[Start of section]

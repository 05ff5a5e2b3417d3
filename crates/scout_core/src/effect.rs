use std::time::Duration;

use crate::{Generation, SearchRequest};

#[derive(Debug, Clone, PartialEq, Eq)]
pub enum Effect {
    /// Deliver `Msg::DebounceElapsed { generation }` after `delay`, replacing
    /// any trigger still pending.
    ScheduleFetch { generation: Generation, delay: Duration },
    /// Issue `request` now and report back with `Msg::FetchCompleted`.
    Fetch {
        generation: Generation,
        page: u32,
        request: SearchRequest,
    },
}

[End of section]

§ Exercise: Return all of the lines above exactly, with none omitted.

§ Exercise output:
repository 05ff5a5e2b3417d3
filename crates/scout_core/src/effect.rs
use std::time::Duration;

use crate::{Generation, SearchRequest};

#[derive(Debug, Clone, PartialEq, Eq)]
pub enum Effect {
    /// Deliver `Msg::DebounceElapsed { generation }` after `delay`, replacing
    /// any trigger still pending.
    ScheduleFetch { generation: Generation, delay: Duration },
    /// Issue `request` now and report back with `Msg::FetchCompleted`.
    Fetch {
        generation: Generation,
        page: u32,
        request: SearchRequest,
    },
}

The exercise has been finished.